後藤から依頼書を受け取り中を確認する。内容は十二鬼月の一人である下弦ノ一の討伐だ。現在甲の隊士二人が応戦中であり俺が一番近いらしい。甲の隊士が二人いるのなら大丈夫だろうと思いながらも急いで現場に向かう。だが不思議な点がいくつかある。なぜ昼間に鬼が活動してるのか。なぜ一目につくような街で起こったのか。こういう時はいつも無惨が関わってるとお館様は言っていた。ならなるべく早く終わらせて無惨を探そう。
現場に着くと白髪の男に出くわした。
「今までよく耐えたな。
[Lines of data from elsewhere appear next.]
use crate::simulation::Simulation;
use std::time::{Duration, Instant};

/// Upper bound on generations run in one frame; older backlog is dropped.
pub const MAX_TICKS_PER_FRAME: u32 = 4;

/// Fixed-step timer: accumulates wall time and releases it in whole ticks.
#[derive(Debug)]
pub struct Timer {
    target_delta: Option<Duration>,
    last_update: Instant,
    accumulated: Duration,
}

impl Timer {
    pub fn new(ticks_per_second: u16) -> Self {
        let target_delta = match ticks_per_second {
            0 => None,
            n => Some(Duration::from_secs(1) / u32::from(n)),
        };
        Self {
            target_delta,
            last_update: Instant::now(),
            accumulated: Duration::ZERO,
        }
    }

    pub fn update(&mut self) {
        let now = Instant::now();
        self.accumulate(now - self.last_update);
        self.last_update = now;
    }

    pub fn accumulate(&mut self, elapsed: Duration) {
        self.accumulated += elapsed;
    }

    pub fn tick(&mut self) -> bool {
        match self.target_delta {
            Some(delta) if self.accumulated >= delta => {
                self.accumulated -= delta;
                true
            }
            _ => false,
        }
    }

    /// Drop every whole tick still pending, keeping only the partial remainder.
    pub fn discard_backlog(&mut self) {
        if let Some(delta) = self.target_delta {
            let remainder = self.accumulated.as_nanos() % delta.as_nanos();
            self.accumulated = Duration::from_nanos(remainder as u64);
        }
    }
}

/// Drives the simulation from the frame loop: advance if not paused, render always.
#[derive(Debug)]
pub struct Scheduler {
    timer: Timer,
    paused: bool,
}

impl Scheduler {
    pub fn new(ticks_per_second: u16) -> Self {
        Self {
            timer: Timer::new(ticks_per_second),
            paused: false,
        }
    }

    pub fn is_paused(&self) -> bool {
        self.paused
    }

    pub fn set_paused(&mut self, paused: bool) {
        if self.paused != paused {
            self.paused = paused;
            log::info!("Simulation {}", if paused { "paused" } else { "resumed" });
        }
    }

    pub fn toggle_pause(&mut self) {
        self.set_paused(!self.paused);
    }

    /// Measure elapsed time since the last frame and run the generations that are due.
    pub fn run_due(&mut self, simulation: &mut Simulation) -> u32 {
        self.timer.update();
        self.run_pending(simulation)
    }

    /// Consume due ticks, advancing once per tick unless paused. Returns generations advanced.
    pub fn run_pending(&mut self, simulation: &mut Simulation) -> u32 {
        let mut ticks = 0;
        while ticks < MAX_TICKS_PER_FRAME && self.timer.tick() {
            ticks += 1;
        }
        self.timer.discard_backlog();

        if self.paused || ticks == 0 {
            return 0;
        }
        for _ in 0..ticks {
            simulation.advance_generation();
        }
        log::debug!("Advanced {} generation(s) to {}", ticks, simulation.generation());
        ticks
    }
}
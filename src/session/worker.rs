//! The session thread.
//!
//! Owns the controller and the audio engine; everything else talks to it
//! through an `Intent` channel and listens on a `SessionEvent` channel.
//! Ticks are generated here, between intents, so a tick never interleaves
//! with a user action.

use std::sync::Arc;
use std::sync::mpsc::{self, Receiver, RecvTimeoutError, SendError, Sender};
use std::thread::{self, JoinHandle};
use std::time::{Duration, Instant};

use tracing::{info, warn};

use crate::artwork::{self, ArtworkAsset};
use crate::audio::{AudioEngine, RodioEngine, SilentEngine};
use crate::config::{ArtworkSettings, Settings};
use crate::metadata::{LoftyExtractor, MetadataExtractor};

use super::controller::{ArtworkRenderer, Controller};
use super::intent::{Intent, SessionEvent, supersede_selections};
use super::model::LoadTicket;

pub struct SessionHandle {
    tx: Sender<Intent>,
    join: Option<JoinHandle<()>>,
}

impl SessionHandle {
    pub fn send(&self, intent: Intent) -> Result<(), SendError<Intent>> {
        self.tx.send(intent)
    }

    /// Ask the session to stop playback and wait for its thread.
    pub fn shutdown(mut self) {
        let _ = self.tx.send(Intent::Shutdown);
        if let Some(h) = self.join.take() {
            let _ = h.join();
        }
    }
}

/// Spawn the session thread. The audio device is opened on that thread.
pub fn spawn_session(settings: &Settings, events: Sender<SessionEvent>) -> SessionHandle {
    let (tx, rx) = mpsc::channel::<Intent>();
    let renderer = ThreadedRenderer::new(tx.clone(), settings.artwork.clone());
    let library = settings.library.clone();
    let volume = settings.audio.initial_volume.min(100);
    let tick = Duration::from_millis(settings.playback.tick_ms.max(1));

    let join = thread::Builder::new()
        .name("nocturne-session".into())
        .spawn(move || {
            let engine: Box<dyn AudioEngine> = match RodioEngine::open(f32::from(volume) / 100.0) {
                Ok(engine) => Box::new(engine),
                Err(err) => {
                    warn!(%err, "audio output unavailable, playback disabled");
                    Box::new(SilentEngine::new(err.to_string()))
                }
            };

            let mut controller =
                Controller::new(engine, LoftyExtractor, renderer, library, volume, events);
            controller.announce();
            run(&mut controller, &rx, tick);
            info!("session stopped");
        });

    let join = match join {
        Ok(h) => Some(h),
        Err(err) => {
            warn!(%err, "could not spawn session thread");
            None
        }
    };

    SessionHandle { tx, join }
}

/// Serve intents until shutdown, ticking every `tick`.
///
/// Each wake-up drains whatever is queued, drops superseded selections,
/// then applies the rest in order.
pub fn run<E, M, R>(controller: &mut Controller<E, M, R>, rx: &Receiver<Intent>, tick: Duration)
where
    E: AudioEngine,
    M: MetadataExtractor,
    R: ArtworkRenderer,
{
    let mut next_tick = Instant::now() + tick;

    loop {
        let wait = next_tick.saturating_duration_since(Instant::now());
        match rx.recv_timeout(wait) {
            Ok(first) => {
                let mut batch = vec![first];
                batch.extend(rx.try_iter());
                for intent in supersede_selections(batch) {
                    if controller.handle(intent) {
                        return;
                    }
                }
            }
            Err(RecvTimeoutError::Timeout) => {}
            Err(RecvTimeoutError::Disconnected) => return,
        }

        let now = Instant::now();
        if now >= next_tick {
            controller.handle(Intent::Tick);
            next_tick = now + tick;
        }
    }
}

/// Renders artwork on a short-lived thread per request and posts the result
/// back into the session as `Intent::ArtworkRendered`.
pub struct ThreadedRenderer {
    intents: Sender<Intent>,
    settings: ArtworkSettings,
}

impl ThreadedRenderer {
    pub fn new(intents: Sender<Intent>, settings: ArtworkSettings) -> Self {
        Self { intents, settings }
    }
}

impl ArtworkRenderer for ThreadedRenderer {
    fn request(&mut self, ticket: LoadTicket, asset: ArtworkAsset) {
        let intents = self.intents.clone();
        let settings = self.settings.clone();
        let spawned = thread::Builder::new()
            .name("nocturne-artwork".into())
            .spawn(move || {
                let bitmap = Arc::new(artwork::render(&asset, &settings));
                let _ = intents.send(Intent::ArtworkRendered { ticket, bitmap });
            });

        if let Err(err) = spawned {
            warn!(%err, "could not spawn artwork thread, drawing placeholder inline");
            let bitmap = Arc::new(artwork::render(&ArtworkAsset::Placeholder, &self.settings));
            let _ = self.intents.send(Intent::ArtworkRendered { ticket, bitmap });
        }
    }
}
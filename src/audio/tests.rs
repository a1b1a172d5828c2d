use std::path::Path;

use super::sink::open_source;
use super::{AudioEngine, EngineError, SilentEngine};

#[test]
fn open_source_reports_missing_files() {
    let dir = tempfile::tempdir().unwrap();
    let missing = dir.path().join("gone.mp3");
    let err = open_source(&missing).err().unwrap();
    assert!(matches!(err, EngineError::Open { ref path, .. } if path == &missing));
}

#[test]
fn open_source_reports_undecodable_files() {
    let dir = tempfile::tempdir().unwrap();
    let junk = dir.path().join("junk.mp3");
    std::fs::write(&junk, b"definitely not audio").unwrap();

    let err = open_source(&junk).err().unwrap();
    assert!(matches!(err, EngineError::Decode { ref path, .. } if path == &junk));
}

#[test]
fn silent_engine_refuses_to_load_and_is_never_busy() {
    let mut engine = SilentEngine::new("no device");
    let err = engine.load(Path::new("/music/a.mp3")).unwrap_err();
    assert!(matches!(err, EngineError::NoOutput(ref r) if r == "no device"));

    engine.play();
    assert!(!engine.is_busy());
    assert_eq!(engine.position_millis(), 0);
}
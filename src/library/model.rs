use std::path::{Path, PathBuf};

use super::SelectionError;

/// Ordered list of playable files from one folder.
///
/// `generation` increases every time the list is rebuilt; selections made
/// against an older generation are rejected.
#[derive(Debug, Clone, Default)]
pub struct Playlist {
    entries: Vec<PathBuf>,
    generation: u64,
}

impl Playlist {
    pub fn new() -> Self {
        Self::default()
    }

    /// Replace the contents wholesale and bump the generation.
    pub fn rebuild(&mut self, entries: Vec<PathBuf>) {
        self.entries = entries;
        self.generation = self.generation.wrapping_add(1);
    }

    pub fn generation(&self) -> u64 {
        self.generation
    }

    pub fn entries(&self) -> &[PathBuf] {
        &self.entries
    }

    pub fn len(&self) -> usize {
        self.entries.len()
    }

    pub fn is_empty(&self) -> bool {
        self.entries.is_empty()
    }

    /// Resolve `index` as seen by a caller holding `generation`.
    pub fn resolve(&self, index: usize, generation: u64) -> Result<&Path, SelectionError> {
        if generation != self.generation {
            return Err(SelectionError::Stale {
                requested: generation,
                current: self.generation,
            });
        }
        if self.entries.is_empty() {
            return Err(SelectionError::Empty);
        }
        self.entries
            .get(index)
            .map(PathBuf::as_path)
            .ok_or(SelectionError::OutOfRange {
                index,
                len: self.entries.len(),
            })
    }
}
//! The audio engine contract.
//!
//! The session controller only talks to audio output through
//! [`AudioEngine`]; the engine holds at most one loaded track.

use std::io;
use std::path::{Path, PathBuf};

use thiserror::Error;

#[derive(Debug, Error)]
pub enum EngineError {
    #[error("could not open {path}: {source}")]
    Open {
        path: PathBuf,
        #[source]
        source: io::Error,
    },
    #[error("could not decode {path}: {reason}")]
    Decode { path: PathBuf, reason: String },
    #[error("no audio output available: {0}")]
    NoOutput(String),
}

/// Single-track playback engine.
///
/// Queries (`is_busy`, `position_millis`) must be safe to call at any time,
/// including before anything was loaded.
pub trait AudioEngine {
    /// Replace the current track with `path`. The new track does not start
    /// until [`AudioEngine::play`] is called.
    fn load(&mut self, path: &Path) -> Result<(), EngineError>;
    fn play(&mut self);
    fn pause(&mut self);
    fn unpause(&mut self);
    fn stop(&mut self);
    /// `volume` is a gain in `0.0..=1.0`; it survives track changes.
    fn set_volume(&mut self, volume: f32);
    /// True while audio is actually being produced.
    fn is_busy(&self) -> bool;
    /// Playback position of the current track.
    fn position_millis(&self) -> u64;
}

/// Stand-in used when no output device could be opened.
///
/// Every load fails, so the session reports the problem instead of
/// pretending to play.
#[derive(Debug)]
pub struct SilentEngine {
    reason: String,
}

impl SilentEngine {
    pub fn new(reason: impl Into<String>) -> Self {
        Self {
            reason: reason.into(),
        }
    }
}

impl AudioEngine for SilentEngine {
    fn load(&mut self, _path: &Path) -> Result<(), EngineError> {
        Err(EngineError::NoOutput(self.reason.clone()))
    }

    fn play(&mut self) {}
    fn pause(&mut self) {}
    fn unpause(&mut self) {}
    fn stop(&mut self) {}
    fn set_volume(&mut self, _volume: f32) {}

    fn is_busy(&self) -> bool {
        false
    }

    fn position_millis(&self) -> u64 {
        0
    }
}

impl<E: AudioEngine + ?Sized> AudioEngine for Box<E> {
    fn load(&mut self, path: &Path) -> Result<(), EngineError> {
        (**self).load(path)
    }
    fn play(&mut self) {
        (**self).play()
    }
    fn pause(&mut self) {
        (**self).pause()
    }
    fn unpause(&mut self) {
        (**self).unpause()
    }
    fn stop(&mut self) {
        (**self).stop()
    }
    fn set_volume(&mut self, volume: f32) {
        (**self).set_volume(volume)
    }
    fn is_busy(&self) -> bool {
        (**self).is_busy()
    }
    fn position_millis(&self) -> u64 {
        (**self).position_millis()
    }
}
あとは任せろ」
「ああ?!俺は柱の助けなんていらねえ!俺と匡近がいれば楽勝だ!」
「もうボロボロだから休んでろ。匡近って子も助けるから」
「その子ならもう私が殺したよ」
不意に後ろから女の声が聞こえる。振り向くとそこには小さい女の鬼と鬼に抱えられてる匡近とおもわしき人物がいた。
「実弥…すまない…」
「あらまだ生きていたのね。まぁもう死んでしまうし遺言でも残しておいたら?」
鬼はゴミを捨てるかのように匡近を投げる。実弥は匡近を受け止め何かを話していた。鬼は嬉しそうに見ている。
「随分と嬉しそうだな」
「ええ。これで私は下弦から上弦になれるもの。早くあの方に報告してさらに血を分けていただくの」
「そうか。それは残念だな」
「何が残念だって?ああ、私が上弦になるところが見れないからかしら。安心してちょうだい。貴方達三人は私の血となり肉となりずっと私の体の一部として扱ってあげるから。そこから見ておきなさい」
「いや、そこが残念じゃなくてお前が上弦になれない事に残念だよ」
「何をバカなこと言ってるの?」
「バカなことではない。事実だ。だってお前もう首落ちてるもん」
『暦の呼吸梅雨ノ型 霧雨』
霧雨。降っているのか分からないほど細かい雨のように斬られたということを悟られないほど素早く刀を振るい首を落とす技。下弦ノ一は後ろにあわられた俺を見ようとし首を回した瞬間にそのまま首が落ち消滅していく。それを確認して実弥と匡近に近づく。だが応急処置が少し遅かったのか匡近は息をしていなかった。
「何でいつもこうなんだ…。何でいつも俺は大切な人を…!」
「すまない。俺がもう少し早くきていれば…」
慰めにはならないが言葉をかけておく。もっと気の利いた事を言えたらいいのだが俺は馬鹿だからこのようなときどう声をかけたらいいか分からない。そっとしておこう。それより早く隠が来ないだろうか。無惨が近くにいるのか確認しなければならない。あと炭治郎達が心配だ。
現場を隠に任せて炭治郎の元に向かったのは世が明ける直前だった。向かう途中に何匹か鬼を狩っていたので遅くなってしまったが大丈夫だろうと思う。夜明け前に竈門家に到着するとそこには見るに耐えない光景が。炭治郎と禰豆子以外惨殺されていた。熊に襲われたのかと思うがそれにしては死体が綺麗だ。それに誰かが死体を運んでる跡がある。それを追うとやはり炭治郎と禰豆子がいたが禰豆子の様子がおかしい。
「何があった」
「秋月さん!実は禰豆子が!禰豆子が…!」
「落ち着け。少しみしてみろ」
息はしているが目を覚さない。その上心拍数が下がっている。瞼を開け瞳孔はちゃんと開いてるから確認すると驚いた。
「炭治郎…。禰豆子は鬼になっている」
「…え?」
「おそらく無惨に襲われたのだろう」
「どうにかならないんですか?!」
「今の所はな…。だが俺が何とかしてやる。だけど俺一人ではどうにもならない。だからお前もう鬼殺隊に入って調査をしてほしい」
ここから俺たちが無惨を倒す物語が始まる。